* Prompt *
Search the data for the string "OptionLog" and copy each line where it turns up.
BEGIN Input for this task
// This Source Code Form is subject to the terms of the Mozilla Public
// License, v. 2.0. If a copy of the MPL was not distributed with this
// file, You can obtain one at http://mozilla.org/MPL/2.0/.

/*!
`diagsvg` is an SVG parser for diagram output, like the one produced by Mermaid.

It parses an SVG into a tree of typed elements, applies the CSS from `style`
elements and attributes and bakes transforms into the element geometry.
Rendering is left to the caller.

## Features

- Basic shapes, paths, lines, polygons and polylines with typed geometry
- `style` elements with type, class and id selectors, ordered by specificity
- Presentation attributes and inline styles inherited by descendants
- `transform` lists resolved into absolute coordinates
- Markers instanced at line and path ends
- Multi-line `text` and `foreignObject` labels flattened into text runs
- Linear gradients and `switch`

## Limitations

- Only descendant selectors are matched. Child and sibling combinators
  are parsed but act as descendant ones
- `!important` is stripped and does not change the precedence
- Text is neither measured nor shaped. Font metrics are provided by the caller
- `use`, patterns, masks, filters and clip paths are not resolved
*/

#![forbid(unsafe_code)]
#![warn(missing_docs)]
#![warn(missing_debug_implementations)]

mod builder;
mod cascade;
mod error;
mod marker;
mod metrics;
mod options;
mod paint_server;
mod resolve;
mod text;
mod tree;
mod units;

use std::borrow::Cow;

use diagsvg_css::Stylesheet;
use once_cell::sync::Lazy;
use regex::Regex;

pub use diagsvg_css;
pub use diagsvg_types;
pub use roxmltree;

pub use diagsvg_types::{
    FuzzyEq, MarkerAnchors, Matrix, PathSegment, Point, Rect as ViewBox, Size, Transform,
    TransformOp,
};

pub use crate::builder::Builder;
pub use crate::error::Error;
pub use crate::metrics::*;
pub use crate::options::Options;
pub use crate::paint_server::{LinearGradient, Position};
pub use crate::text::{BaselineShift, TextRun};
pub use crate::tree::*;

use crate::resolve::Resolver;

trait OptionLog {
    fn log_none<F: FnOnce()>(self, f: F) -> Self;
}

impl<T> OptionLog for Option<T> {
    #[inline]
    fn log_none<F: FnOnce()>(self, f: F) -> Self {
        self.or_else(|| {
            f();
            None
        })
    }
}

impl Tree {
    /// Parses `Tree` from an SVG data.
    pub fn from_data(data: &[u8], opt: &Options) -> Result<Self, Error> {
        let text = std::str::from_utf8(data).map_err(|_| Error::NotAnUtf8Str)?;
        Self::from_str(text, opt)
    }

    /// Parses `Tree` from an SVG string.
    ///
    /// Malformed CSS, numbers and transforms never fail the whole document.
    /// They are skipped instead.
    pub fn from_str(text: &str, opt: &Options) -> Result<Self, Error> {
        let text = if opt.sanitize_line_breaks {
            sanitize_line_breaks(text)
        } else {
            Cow::Borrowed(text)
        };

        let xml_opt = roxmltree::ParsingOptions {
            allow_dtd: true,
            ..Default::default()
        };

        let doc = roxmltree::Document::parse_with_options(&text, xml_opt)
            .map_err(Error::ParsingFailed)?;

        let (root, mut stylesheet) = builder::build(&doc, opt)?;

        if let Some(ref css) = opt.style_sheet {
            match Stylesheet::parse(css) {
                Ok(sheet) => stylesheet.merge(sheet),
                Err(e) => log::warn!("Failed to parse a user style sheet cause {}.", e),
            }
        }

        Ok(Self::from_parts(root, stylesheet, opt.font_size))
    }

    /// Creates a `Tree` from a built root and a stylesheet.
    fn from_parts(root: Node, stylesheet: Stylesheet, font_size: f64) -> Self {
        let (markers, gradients) = cascade::collect_items(&root);
        let styles = cascade::cascade(&root, &stylesheet);

        let mut tree = Tree {
            root: root.clone(),
            styles,
            stylesheet,
            markers,
            gradients,
            font_size,
        };

        tree.root = tree.resolve_node(&root, &[]);
        tree
    }

    /// Returns a copy of the tree with the root resolved again.
    ///
    /// Transforms are already baked, so an empty list returns an equal tree.
    pub fn resolved(&self, transforms: &[Transform]) -> Tree {
        let mut tree = self.clone();
        tree.root = tree.resolve_node(&self.root, transforms);
        tree
    }

    /// Resolves a node against this tree's styles and markers.
    ///
    /// The node doesn't have to be a part of the tree. New marker
    /// instances are registered in the tree's [`StyleMap`].
    pub fn resolve_node(&mut self, node: &Node, transforms: &[Transform]) -> Node {
        let mut resolver = Resolver::new(&mut self.styles, &self.markers);
        resolver.resolve(node, node.info.clone(), transforms)
    }
}

/// Rewrites bare `<br>` tags into `<br/>`.
///
/// HTML labels inside `foreignObject` are not valid XML otherwise.
fn sanitize_line_breaks(text: &str) -> Cow<str> {
    static LINE_BREAK: Lazy<Option<Regex>> = Lazy::new(|| Regex::new(r"<br(\s*)>").ok());

    match *LINE_BREAK {
        Some(ref re) => re.replace_all(text, "<br/>"),
        None => Cow::Borrowed(text),
    }
}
END Input for this task
* Output *
trait OptionLog {
impl<T> OptionLog for Option<T> {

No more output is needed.